I've been a Bitch subscriber for quite some time, and this article, contrary to all the ones I've read before, put me back in the closet for a moment, even despite the other perspectives put forward in the comments section by fellow FA's. The first half of the article on feeder theory was really thought-provoking and interesting! However, the latter half was a misconstrued generalization on feeder culture which was personally demoralizing and offensive. I'm just disappointed that a magazine I used to find so empowering would put me right back in that place of fear Bitch so opposes.

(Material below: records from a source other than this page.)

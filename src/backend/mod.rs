// Backend module - the seam between the frame protocol and a GPU
//
// The protocol in `renderer` only talks to the `Gpu` trait. Two backends exist:
// - `vulkan`: ash + gpu-allocator, timeline semaphores for counting signals
// - `simulated`: a deterministic GPU-signal clock used by the tests

pub mod simulated;
pub mod vulkan;

use anyhow::Result;
use glam::UVec2;
use std::fmt;

use crate::material::DrawCall;
use crate::upload::{BufferCopy, SamplerConfig, TextureDesc, TransferOp};

/// How frames are handed to the display
#[derive(Debug, Clone, Copy, PartialEq, Eq, Hash)]
pub enum PresentMode {
    /// No vsync, lowest latency, may tear
    Immediate,
    /// No vsync, no tearing, needs at least three images
    Mailbox,
    /// Vsync, guaranteed to be available
    Fifo,
    FifoRelaxed,
}

/// What the platform reports about the presentable surface
#[derive(Debug, Clone, PartialEq, Eq)]
pub struct SurfaceCapabilities {
    /// `None` when the surface lets the swapchain decide its size
    pub current_extent: Option<UVec2>,
    pub min_extent: UVec2,
    pub max_extent: UVec2,
    pub min_image_count: u32,
    /// Zero means "no upper limit"
    pub max_image_count: u32,
    pub present_modes: Vec<PresentMode>,
}

/// The surface configuration currently in use
#[derive(Debug, Clone, Copy, PartialEq, Eq)]
pub struct SurfaceInfo {
    pub extent: UVec2,
    pub image_count: u32,
    pub present_mode: PresentMode,
}

/// Result of asking for the next presentable image
#[derive(Debug, Clone, Copy, PartialEq, Eq)]
pub enum AcquireOutcome {
    Acquired { image_index: u32, suboptimal: bool },
    /// Surface no longer matches the swap surface set, nothing was signaled
    OutOfDate,
}

/// Result of a presentation request
#[derive(Debug, Clone, Copy, PartialEq, Eq)]
pub enum PresentOutcome {
    Presented,
    Suboptimal,
    OutOfDate,
}

impl PresentOutcome {
    /// Stale or sub-optimal surfaces trigger surface recreation
    pub fn is_stale(self) -> bool {
        matches!(self, PresentOutcome::Suboptimal | PresentOutcome::OutOfDate)
    }
}

#[derive(Debug, Clone, Copy, PartialEq, Eq, Hash)]
pub enum AttachmentKind {
    Color,
    Depth,
}

#[derive(Debug, Clone, Copy, PartialEq, Eq, Hash)]
pub enum BufferUsage {
    /// Host-visible upload scratch, source of transfer copies
    Staging,
    /// Device-local, filled through the transfer queue
    Vertex,
    /// Device-local, filled through the transfer queue
    Index,
    /// Host-visible, rewritten by the CPU every frame
    Instance,
}

/// Pipeline stage a semaphore wait gates
#[derive(Debug, Clone, Copy, PartialEq, Eq, Hash)]
pub enum WaitStage {
    VertexInput,
    ColorAttachmentOutput,
}

/// A submission-side wait. `value` is `Some` for counting signals.
#[derive(Debug, Clone, Copy, PartialEq, Eq)]
pub struct SemaphoreWait<S> {
    pub semaphore: S,
    pub value: Option<u64>,
    pub stage: WaitStage,
}

impl<S> SemaphoreWait<S> {
    pub fn counting(semaphore: S, value: u64, stage: WaitStage) -> Self {
        Self { semaphore, value: Some(value), stage }
    }

    pub fn one_shot(semaphore: S, stage: WaitStage) -> Self {
        Self { semaphore, value: None, stage }
    }
}

/// A submission-side signal. `value` is `Some` for counting signals.
#[derive(Debug, Clone, Copy, PartialEq, Eq)]
pub struct SemaphoreSignal<S> {
    pub semaphore: S,
    pub value: Option<u64>,
}

impl<S> SemaphoreSignal<S> {
    pub fn counting(semaphore: S, value: u64) -> Self {
        Self { semaphore, value: Some(value) }
    }

    pub fn one_shot(semaphore: S) -> Self {
        Self { semaphore, value: None }
    }
}

/// Everything the frame protocol needs from a GPU.
///
/// Handles are plain values; ownership of anything that must be released is
/// expressed by moving the handle into one of the `release_*` calls. The
/// protocol guarantees release only happens once the GPU can no longer
/// reference the resource.
pub trait Gpu: Sized {
    type Semaphore: Copy + fmt::Debug;
    type CommandList: Copy + fmt::Debug;
    type Image: fmt::Debug;
    type ImageView: Copy + fmt::Debug;
    type Sampler: Copy + fmt::Debug;
    type Buffer: fmt::Debug;
    type Pipeline: Copy + fmt::Debug;
    type DescriptorSetLayout: Copy + fmt::Debug;
    type DescriptorSet: Copy + fmt::Debug;
    type SurfaceSet: fmt::Debug;

    // ─────────────────────────────────────────────────────────────────────────
    // SYNCHRONIZATION
    // ─────────────────────────────────────────────────────────────────────────
    fn create_one_shot(&mut self, name: &str) -> Result<Self::Semaphore>;
    fn create_counting(&mut self, name: &str) -> Result<Self::Semaphore>;
    fn destroy_semaphore(&mut self, semaphore: Self::Semaphore);
    /// Block until every counting signal has reached its value
    fn wait_for_values(&mut self, waits: &[(Self::Semaphore, u64)]) -> Result<()>;
    /// Block until all queues are idle
    fn wait_idle(&mut self) -> Result<()>;

    // ─────────────────────────────────────────────────────────────────────────
    // SURFACE
    // ─────────────────────────────────────────────────────────────────────────
    fn surface_capabilities(&mut self) -> Result<SurfaceCapabilities>;
    fn create_attachment(
        &mut self,
        kind: AttachmentKind,
        extent: UVec2,
    ) -> Result<(Self::Image, Self::ImageView)>;
    /// Build a new swap surface set. `previous` is still alive and will be
    /// retired by the caller afterwards.
    fn create_surface_set(
        &mut self,
        info: &SurfaceInfo,
        color: &[Self::ImageView],
        depth: &[Self::ImageView],
        previous: Option<&Self::SurfaceSet>,
    ) -> Result<Self::SurfaceSet>;
    fn acquire_next_image(
        &mut self,
        set: &Self::SurfaceSet,
        signal: Self::Semaphore,
    ) -> Result<AcquireOutcome>;
    fn present(
        &mut self,
        set: &Self::SurfaceSet,
        image_index: u32,
        wait: Self::Semaphore,
    ) -> Result<PresentOutcome>;

    // ─────────────────────────────────────────────────────────────────────────
    // COMMANDS
    // ─────────────────────────────────────────────────────────────────────────
    /// Recycle the render commands of `image_index` and the transfer commands of `slot`
    fn reset_commands(&mut self, image_index: u32, slot: usize) -> Result<()>;
    /// Begin the render command list for `image_index` inside the frame's render pass
    fn begin_render(&mut self, set: &Self::SurfaceSet, image_index: u32) -> Result<Self::CommandList>;
    fn end_render(&mut self, commands: Self::CommandList) -> Result<()>;
    /// Bind a material's state and record its draw into an open render list
    fn record_draw(&self, commands: Self::CommandList, draw: &DrawCall<'_, Self>) -> Result<()>;
    /// Record a finished transfer command list for a texture upload
    fn record_image_upload(
        &mut self,
        slot: usize,
        staging: &Self::Buffer,
        image: &Self::Image,
        ops: &[TransferOp],
    ) -> Result<Self::CommandList>;
    /// Record a finished transfer command list for a buffer upload
    fn record_buffer_upload(
        &mut self,
        slot: usize,
        staging: &Self::Buffer,
        destination: &Self::Buffer,
        copy: BufferCopy,
    ) -> Result<Self::CommandList>;
    fn submit_transfer(
        &mut self,
        commands: &[Self::CommandList],
        signal: SemaphoreSignal<Self::Semaphore>,
    ) -> Result<()>;
    fn submit_render(
        &mut self,
        commands: Self::CommandList,
        waits: &[SemaphoreWait<Self::Semaphore>],
        signals: &[SemaphoreSignal<Self::Semaphore>],
    ) -> Result<()>;

    // ─────────────────────────────────────────────────────────────────────────
    // RESOURCES
    // ─────────────────────────────────────────────────────────────────────────
    fn create_buffer(&mut self, usage: BufferUsage, size: u64, name: &str) -> Result<Self::Buffer>;
    /// Write into a host-visible buffer
    fn write_buffer(&mut self, buffer: &Self::Buffer, offset: u64, data: &[u8]) -> Result<()>;
    fn create_texture_image(&mut self, desc: &TextureDesc) -> Result<Self::Image>;
    fn create_texture_view(&mut self, image: &Self::Image, desc: &TextureDesc) -> Result<Self::ImageView>;
    fn create_sampler(&mut self, config: &SamplerConfig, mip_levels: u32) -> Result<Self::Sampler>;

    // ─────────────────────────────────────────────────────────────────────────
    // RELEASE (only ever called once the GPU is done with the handle)
    // ─────────────────────────────────────────────────────────────────────────
    /// Framebuffers, views, then the presentable surface handle
    fn release_surface_set(&mut self, set: Self::SurfaceSet);
    fn release_sampler(&mut self, sampler: Self::Sampler);
    fn release_image_view(&mut self, view: Self::ImageView);
    fn release_image(&mut self, image: Self::Image);
    fn release_buffer(&mut self, buffer: Self::Buffer);
    fn release_pipeline(&mut self, pipeline: Self::Pipeline);
    /// Return a set to the regular descriptor pool
    fn release_descriptor_set(&mut self, set: Self::DescriptorSet);
    fn release_descriptor_set_layout(&mut self, layout: Self::DescriptorSetLayout);
}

I would also like to note, the fat-porn I consume is in the form of written stories or drawings. The fantasy of weight-gain, to me, is more arousing than the reality. Hence why my fiancé remains at a healthy weight (225) while I still get my jollies from his (modest) jelly rolls. Another fun fact, he usually initiates 9/10 feeding scenarios with me because I'm still sheepish when it comes to feeding him, and he loves to turn me on. How is this non-consensual, unhealthy, exploitative, or anti-feminist? As with any fetish, each person has their own way of acting out a certain sexual desire, so please do not paint us all as creepy, patriarchal, force-feeding monsters out to exploit and kill innocent women by making them obese. Obviously, there is more than one way to be a feeder or to enjoy feeder porn.
Also, just remember, if you are offended, then obviously its not for you, acknowledge, and move on. I'm horrified by the fact some get off on gagging young women like myself, but I can't hold it against those gaggers out there. Human sexuality and domination in sex are strange indeed. Honestly, I wish there were a better forum for discussion about the feminist-or-not aspects of this fetish, versus moral implications of obesity and domination, but unfortunately this comments section has not worked well for that.
All in all, I think everyone should just take a chill pill. Also, I think Bitch should post another article, perhaps a point/counter-point, on this issue in the future now that the dust has settled. Then again, the politics of fat are still very polarizing, so perhaps everyone should ultimately mind their own business when it comes to what goes on behind closed doors, even if it is all over the net.
I am a male feedee and was
Anonymous replied on
I am a male feedee and was kinda bothered by this article's many misconceptions, but among them that only women are feedees and only men are feeders. I'm glad to see an FFA speak up and I hope Bitch Magazine's taken a more nuanced view of a VERY complicated sexual scene since this article's publication.